De licença-maternidade e em meio à pandemia, ela decidiu impulsionar os negócios de mulheres negras

FONTEPor Carla Nascimento, do O Globo
(Foto: Reprodução/ Negras Plurais)

Quando Caroline Moreira, de 35 anos, se movimenta, pelo menos duas mil profissionais negras de sua rede de contatos se movimentam com ela. E a empresária, que se tornou referência quando o assunto é impulsionar o empreendedorismo negro, decidiu que não podia parar sua luta antirracista por protagonismo negro nem durante a licença-maternidade. Por isso, nos últimos seis meses, idade da pequena Luna, a CEO da Negras Plurais decidiu continuar o processo de criação do primeiro aplicativo de oferta de produtos e serviços de mulheres pretas da América Latina e, diante da pandemia, acelerou o passo.

Quando olho para os meus filhos – além de Luna, ela tem Miguel, de 7 anos -, sinto culpa por não estar me dedicando tanto quanto gostaria, mas acredito que a luta antirracista é mais urgente agora porque estou trabalhando para construir um mundo para eles. Acredito que eles vão entender o que estava fazendo enquanto estava ausente – diz ela.

“Dê um match nas Negras Plurais”, que está em fase de financiamento coletivo na plataforma Benfeitoria, quer dar escala à divulgação que Caroline já fazia com os contatos de profissionais negros que reuniu nos últimos cinco anos. O plano é conectar empreendedoras e prestadoras de serviços negras a compradores e contratantes em potencial de todo o país, tornando os negócios visíveis, independentes e com possibilidades de gerar contratos internacionalmente.

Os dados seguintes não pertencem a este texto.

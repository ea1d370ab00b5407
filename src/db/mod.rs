pub mod clients;
pub mod schema;

use std::time::Duration;

use sqlx::postgres::PgPoolOptions;
use sqlx::{PgPool, Postgres, Transaction};
use tracing::info;

use crate::config::DatabaseConfig;
use crate::error::Result;
use crate::models::{Client, ClientFilter, ClientRow, ClientUpdate, DeleteOutcome, NewClient, Phone};

/// Database connection pool
///
/// Each operation method runs in its own transaction and commits before
/// returning. To group several operations into one unit, call [`Database::begin`]
/// and use the functions in [`clients`] and [`schema`] directly; the transaction
/// rolls back if it is dropped without `commit`.
#[derive(Clone)]
pub struct Database {
    pool: PgPool,
}

impl Database {
    /// Create a new Database instance with a connection pool
    pub async fn new(config: &DatabaseConfig) -> Result<Self> {
        let pool = PgPoolOptions::new()
            .max_connections(config.max_connections)
            .acquire_timeout(Duration::from_secs(config.acquire_timeout_secs))
            .connect(&config.url)
            .await?;

        Ok(Self { pool })
    }

    pub fn from_pool(pool: PgPool) -> Self {
        Self { pool }
    }

    /// Get a reference to the connection pool
    pub fn pool(&self) -> &PgPool {
        &self.pool
    }

    /// Start a scoped transaction.
    pub async fn begin(&self) -> Result<Transaction<'static, Postgres>> {
        Ok(self.pool.begin().await?)
    }

    // Schema operations
    pub async fn initialize_schema(&self) -> Result<()> {
        let mut tx = self.begin().await?;
        schema::initialize_schema(&mut tx).await?;
        tx.commit().await?;

        Ok(())
    }

    // Client operations
    pub async fn add_client(&self, client: &NewClient) -> Result<i32> {
        let mut tx = self.begin().await?;
        let id = clients::add_client(&mut tx, client).await?;
        tx.commit().await?;

        Ok(id)
    }

    pub async fn add_phone(&self, client_id: i32, phone: &str) -> Result<i32> {
        let mut tx = self.begin().await?;
        let id = clients::add_phone(&mut tx, client_id, phone).await?;
        tx.commit().await?;

        Ok(id)
    }

    pub async fn update_client(&self, client_id: i32, update: &ClientUpdate) -> Result<()> {
        let mut tx = self.begin().await?;
        clients::update_client(&mut tx, client_id, update).await?;
        tx.commit().await?;

        Ok(())
    }

    pub async fn delete_phone(&self, client_id: i32, phone: &str) -> Result<u64> {
        let mut tx = self.begin().await?;
        let removed = clients::delete_phone(&mut tx, client_id, phone).await?;
        tx.commit().await?;

        Ok(removed)
    }

    pub async fn delete_client(&self, client_id: i32) -> Result<DeleteOutcome> {
        let mut tx = self.begin().await?;
        let outcome = clients::delete_client(&mut tx, client_id).await?;
        tx.commit().await?;

        Ok(outcome)
    }

    // Read operations
    pub async fn find_client(&self, filter: &ClientFilter) -> Result<Vec<ClientRow>> {
        let mut conn = self.pool.acquire().await?;
        clients::find_client(&mut conn, filter).await
    }

    pub async fn get_client(&self, client_id: i32) -> Result<Option<Client>> {
        let mut conn = self.pool.acquire().await?;
        clients::get_client(&mut conn, client_id).await
    }

    pub async fn get_phones(&self, client_id: i32) -> Result<Vec<Phone>> {
        let mut conn = self.pool.acquire().await?;
        clients::get_phones(&mut conn, client_id).await
    }
}

/// Initialize the database connection pool
pub async fn init(config: &DatabaseConfig) -> Result<Database> {
    let db = Database::new(config).await?;
    info!(
        max_connections = config.max_connections,
        "database connection established"
    );

    Ok(db)
}
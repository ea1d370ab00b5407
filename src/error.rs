use thiserror::Error;

/// SQLSTATE raised when a row references a missing parent.
const FOREIGN_KEY_VIOLATION: &str = "23503";
/// SQLSTATE raised when a required column receives NULL.
const NOT_NULL_VIOLATION: &str = "23502";

#[derive(Debug, Error)]
pub enum Error {
    #[error(transparent)]
    Database(#[from] sqlx::Error),

    #[error("invalid configuration: {0}")]
    Config(#[from] envy::Error),
}

pub type Result<T> = std::result::Result<T, Error>;

impl Error {
    fn sqlstate(&self) -> Option<String> {
        match self {
            Error::Database(sqlx::Error::Database(db_err)) => {
                db_err.code().map(|code| code.into_owned())
            }
            _ => None,
        }
    }

    /// True when the database rejected a phone for a client that does not exist.
    pub fn is_foreign_key_violation(&self) -> bool {
        self.sqlstate().as_deref() == Some(FOREIGN_KEY_VIOLATION)
    }

    pub fn is_not_null_violation(&self) -> bool {
        self.sqlstate().as_deref() == Some(NOT_NULL_VIOLATION)
    }
}

#[cfg(test)]
mod tests {
    use super::*;

    #[test]
    fn non_database_errors_are_not_constraint_violations() {
        let err = Error::Database(sqlx::Error::RowNotFound);
        assert!(!err.is_foreign_key_violation());
        assert!(!err.is_not_null_violation());
    }

    #[test]
    fn database_errors_display_unchanged() {
        let err = Error::from(sqlx::Error::RowNotFound);
        assert_eq!(err.to_string(), sqlx::Error::RowNotFound.to_string());
    }
}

Para além de criar oportunidades, no entanto, a empreendedora aponta a importância de estender o ativismo antirracista, que já toma conta das redes sociais, a ações no mundo real:

– É preciso ação, olhar o racismo como estrutura e fazer parte dessa mudança, e é por isso que criamos um financiamento coletivo. É importante consumir produtos e serviços para que mulheres negras sustentem suas famílias, porque não fazemos questão de ganhar cesta básica, queremos o resgate da nossa dignidade por meio do nosso trabalho. O assistencialismo é importante em situações de emergência, mas mais importante é termos opção, é termos a caneta na mão – diz a empresária, que alerta:

– A gente usa todas as tecnologias de pessoas brancas, como Ifood, Spotify, Mercado Livre. Temos que trazer dinheiro também para a comunidade negra, e vamos fazer isso com o aplicativo, que vai abrir portas para terapeutas, advogadas e arquitetas, produtoras culturais, entre outras. Vamos ter mulheres negras em todas as áreas – afirma a empresária, que vive em Porto Alegre.

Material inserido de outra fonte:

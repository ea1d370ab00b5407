use dotenvy::dotenv;
use serde::Deserialize;

use crate::error::Result;

/// Configuration for the application
#[derive(Debug, Clone, Deserialize)]
pub struct Config {
    /// Database connection URL
    pub database_url: String,

    #[serde(default = "default_max_connections")]
    pub database_max_connections: u32,

    #[serde(default = "default_acquire_timeout_secs")]
    pub database_acquire_timeout_secs: u64,

    #[serde(default = "default_log_level")]
    pub log_level: String,

    /// `pretty` or `json`
    #[serde(default = "default_log_format")]
    pub log_format: String,
}

/// Settings needed to open the connection pool.
#[derive(Debug, Clone)]
pub struct DatabaseConfig {
    pub url: String,
    pub max_connections: u32,
    pub acquire_timeout_secs: u64,
}

#[derive(Debug, Clone)]
pub struct LoggingConfig {
    pub level: String,
    pub format: String,
}

fn default_max_connections() -> u32 {
    5
}

fn default_acquire_timeout_secs() -> u64 {
    30
}

fn default_log_level() -> String {
    "info".to_string()
}

fn default_log_format() -> String {
    "pretty".to_string()
}

impl Config {
    /// Load configuration from environment variables
    ///
    /// This function will:
    /// 1. Load variables from .env file if it exists
    /// 2. Deserialize environment variables into Config struct
    pub fn load() -> Result<Self> {
        dotenv().ok();

        let config = envy::from_env::<Config>()?;

        Ok(config)
    }

    /// Build a configuration from explicit key/value pairs instead of the process environment.
    pub fn from_pairs<I>(pairs: I) -> Result<Self>
    where
        I: IntoIterator<Item = (String, String)>,
    {
        Ok(envy::from_iter::<_, Config>(pairs)?)
    }

    /// Get a direct reference to the database URL
    pub fn database_url(&self) -> &str {
        &self.database_url
    }

    pub fn database(&self) -> DatabaseConfig {
        DatabaseConfig {
            url: self.database_url.clone(),
            max_connections: self.database_max_connections,
            acquire_timeout_secs: self.database_acquire_timeout_secs,
        }
    }

    pub fn logging(&self) -> LoggingConfig {
        LoggingConfig {
            level: self.log_level.clone(),
            format: self.log_format.clone(),
        }
    }
}

/// Initialize environment variables and load configuration
///
/// A `database_url` given here takes precedence over `DATABASE_URL`.
pub fn init(database_url: Option<String>) -> Result<Config> {
    let Some(url) = database_url else {
        return Config::load();
    };

    dotenv().ok();

    let vars = std::env::vars()
        .filter(|(key, _)| !key.eq_ignore_ascii_case("DATABASE_URL"))
        .chain(std::iter::once(("DATABASE_URL".to_string(), url)));

    Config::from_pairs(vars)
}
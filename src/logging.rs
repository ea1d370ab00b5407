use tracing_subscriber::{fmt, layer::SubscriberExt, util::SubscriberInitExt, EnvFilter};

use crate::config::LoggingConfig;

/// Install the global tracing subscriber. `RUST_LOG` wins over the configured level.
pub fn init(config: &LoggingConfig) {
    let env_filter =
        EnvFilter::try_from_default_env().unwrap_or_else(|_| EnvFilter::new(&config.level));

    let subscriber = tracing_subscriber::registry().with(env_filter);

    match config.format.as_str() {
        "json" => {
            subscriber
                .with(fmt::layer().json().with_target(true).with_writer(std::io::stderr))
                .init();
        }
        _ => {
            subscriber
                .with(fmt::layer().with_target(false).with_writer(std::io::stderr))
                .init();
        }
    }
}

Além de ser uma alternativa à venda de produtos nas ruas, que deixou muitas empreendedoras informais em situação de extrema vulnerabilidade em tempos de pandemia, o aplicativo tem a missão de ajudar a preencher vácuos de acesso e oportunidades criados pelo racismo estrutural também depois que a crise passar.

É uma atitude de emancipação, já que 72% das mulheres negras atuam no mercado informal. Vamos poder fazer um giro econômico durante a pandemia e também pós-pandemia, acreditando que a gente vai poder fazer com que o dinheiro também possa chegar às mãos de pessoas negras – diz.

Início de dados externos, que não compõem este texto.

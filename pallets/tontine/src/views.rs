//! Read-only projections for front-ends. Nothing here writes storage.

use tontine_primitives::{hunting_open, PoolId, PoolPhase};

use crate::{
    pallet::*,
    types::{HuntInfo, PlayerInfo, PoolInfo},
};

impl<T: Config> Pallet<T> {
    pub fn pool_info(pool_id: PoolId) -> Option<PoolInfo<T::AccountId, T::AssetId, T::Balance>> {
        let pool = Pools::<T>::get(pool_id)?;
        let now = Self::now();
        Some(PoolInfo {
            pool_id,
            phase: pool.phase(now),
            historical_count: pool.historical_count,
            active_count: pool.active_count,
            start_block: pool.start_block,
            game_start_block: pool.game_start_block,
            started: pool.started,
            bullets_left: pool.bullets_left,
            total_funds: pool.total_funds,
            total_points: pool.total_points,
            asset: pool.asset,
            current_interval: pool.interval_at(now),
            hunting_open: pool.started && hunting_open(pool.game_start_block, now),
            hunt_active: Hunts::<T>::get(pool_id).map_or(false, |h| h.active),
            winner: pool.winner,
            now,
        })
    }

    /// Live view of one participant. Points include blocks not yet checkpointed.
    pub fn player_info(pool_id: PoolId, who: &T::AccountId) -> Option<PlayerInfo<T::Balance>> {
        let player = Players::<T>::get(pool_id, who)?;
        let pool = Pools::<T>::get(pool_id)?;
        let now = Self::now();

        let deadline = player
            .last_ping_block
            .saturating_add(pool.interval_at(player.last_ping_block));
        let next_interval = pool.interval_at(now);
        Some(PlayerInfo {
            active: player.active,
            stake: player.stake,
            points: player.live_points(now),
            entry_block: player.entry_block,
            last_ping_block: player.last_ping_block,
            deadline,
            blocks_left: deadline.saturating_sub(now),
            expired: player.active && pool.phase(now) == PoolPhase::Active && now > deadline,
            used_bullet: player.used_bullet,
            next_deadline: now.saturating_add(next_interval),
            next_interval,
            now,
        })
    }

    pub fn hunt_info(pool_id: PoolId) -> Option<HuntInfo<T::AccountId>> {
        let hunt = Hunts::<T>::get(pool_id)?;
        let window_end = hunt.window_end();
        let resolvable = hunt.active && Self::now() > window_end;
        Some(HuntInfo {
            active: hunt.active,
            window_end,
            resolvable,
            start_block: hunt.start_block,
            hunter: hunt.hunter,
            target: hunt.target,
        })
    }

    pub fn pool_phase(pool_id: PoolId) -> Option<PoolPhase> {
        Pools::<T>::get(pool_id).map(|pool| pool.phase(Self::now()))
    }

    /// Protocol fees retained in the pot for `asset`.
    pub fn protocol_fees(asset: T::AssetId) -> T::Balance {
        ProtocolFees::<T>::get(asset)
    }
}
//! Admission, pings and the lazy points checkpoint.

use frame_support::{ensure, traits::Get};
use sp_runtime::{traits::CheckedAdd, DispatchError};
use tontine_primitives::{
    current_interval, BlockHeight, PoolId, POOL_BULLETS, POOL_MAX_HISTORICAL, POOL_MIN_START,
    START_WAIT_BLOCKS,
};

use crate::{pallet::*, types::PlayerRecord, LOG_TARGET};

impl<T: Config> Pallet<T> {
    /// Credit `player` with the blocks survived up to `now` and mirror the
    /// credit in the pool total. Must run before points are read.
    pub(crate) fn checkpoint(pool: &mut PoolOf<T>, player: &mut PlayerOf<T>, now: BlockHeight) {
        let earned = player.checkpoint(now);
        pool.total_points = pool.total_points.saturating_add(earned);
    }

    /// Returns `(pool_id, historical_count)` after admission.
    pub fn do_join(who: T::AccountId, asset: T::AssetId) -> Result<(PoolId, u32), DispatchError> {
        let pool_id = CurrentPoolId::<T>::get();
        let mut pool = Self::pool(pool_id)?;

        ensure!(pool.historical_count < POOL_MAX_HISTORICAL, Error::<T>::PoolFull);
        let previous = Players::<T>::get(pool_id, &who);
        ensure!(
            !previous.as_ref().map_or(false, |p| p.active),
            Error::<T>::AlreadyActive
        );
        if let Some(fixed) = pool.asset {
            ensure!(fixed == asset, Error::<T>::AssetMismatch);
        }

        let stake = T::EntryStake::get();
        Self::collect(asset, &who, stake)?;

        let now = Self::now();
        // a bullet spent in an earlier life stays spent
        let used_bullet = previous.map_or(false, |p| p.used_bullet);
        Players::<T>::insert(pool_id, &who, PlayerRecord::admit(now, stake, used_bullet));

        let slot = pool.historical_count;
        Roster::<T>::insert(pool_id, slot, &who);
        RosterIndex::<T>::insert(pool_id, &who, slot.saturating_add(1));

        if pool.historical_count == 0 {
            pool.asset = Some(asset);
            pool.bullets_left = POOL_BULLETS;
        }
        pool.historical_count = pool.historical_count.saturating_add(1);
        pool.active_count = pool.active_count.saturating_add(1);
        pool.total_funds = pool
            .total_funds
            .checked_add(&stake)
            .ok_or(Error::<T>::Overflow)?;

        if !pool.started && pool.historical_count == POOL_MIN_START {
            pool.started = true;
            pool.start_block = now;
            pool.game_start_block = now.saturating_add(START_WAIT_BLOCKS);
            Self::deposit_event(Event::GameStarted {
                pool_id,
                game_start_block: pool.game_start_block,
            });
            log::info!(
                target: LOG_TARGET,
                "pool {} reached {} players, deadlines enforced from block {}",
                pool_id,
                POOL_MIN_START,
                pool.game_start_block
            );
        }

        let historical_count = pool.historical_count;
        Pools::<T>::insert(pool_id, pool);

        Self::deposit_event(Event::PlayerJoined { pool_id, player: who, historical_count });

        Ok((pool_id, historical_count))
    }

    /// Returns `(next_deadline, next_interval)`.
    ///
    /// The deadline being checked comes from the interval in force at the
    /// previous ping; the new one from the interval in force now.
    pub fn do_ping(who: T::AccountId, pool_id: PoolId) -> Result<(BlockHeight, u64), DispatchError> {
        let mut player = Self::active_player(pool_id, &who)?;
        let mut pool = Self::pool(pool_id)?;
        let now = Self::now();
        Self::ensure_game_started(&pool, now)?;

        Self::checkpoint(&mut pool, &mut player, now);
        ensure!(
            now <= player.deadline(pool.game_start_block),
            Error::<T>::PingWindowExpired
        );

        player.last_ping_block = now;
        let next_interval = current_interval(pool.game_start_block, now);
        let next_deadline = now.saturating_add(next_interval);

        Players::<T>::insert(pool_id, &who, player);
        Pools::<T>::insert(pool_id, pool);

        log::debug!(
            target: LOG_TARGET,
            "pool {} ping at {}, next deadline {}",
            pool_id,
            now,
            next_deadline
        );
        Self::deposit_event(Event::PlayerPinged { pool_id, player: who, next_deadline });

        Ok((next_deadline, next_interval))
    }
}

Luta por protagonismo negro nasceu após o filho sofrer racismo

Caroline estava para se formar em Contabilidade quando seu filho mais velho, Miguel, sofreu racismo em um parquinho em Porto Alegre. O garotinho, que tinha 2 anos, foi chamado de feio por uma criança, que chegou a mencionar a cor de sua pele.

– A minha ficha só caiu quando uma amiga me disse: “Isso é racismo”. Comecei a pensar em como podia continuar trabalhando com contabilidade com meu filho vivendo nesse mundo racista. Mudei a minha vida inteira para promover essa luta e, por fim, entendi que se queria ver transformação, deveria trabalhar para que as pessoas pretas tivessem oportunidade – afirma ela, revelando ainda que o menino sofre com discriminação desde o dia em que nasceu.

– O parto foi em uma maternidade de classe média alta em Porto Alegre, onde nunca tinham visto um bebê negro retinto. Funcionários ignoravam a minha privacidade e iam ao meu quarto ver a criança preta que tinha nascido. Precisamos poder ocupar todos os espaços e mostrar que não gestamos apenas filhos, mas projetos, sonhos, planos. “Somos matrigestores” – afirma ela, em referência à filósofa Katiúscia Ribeiro.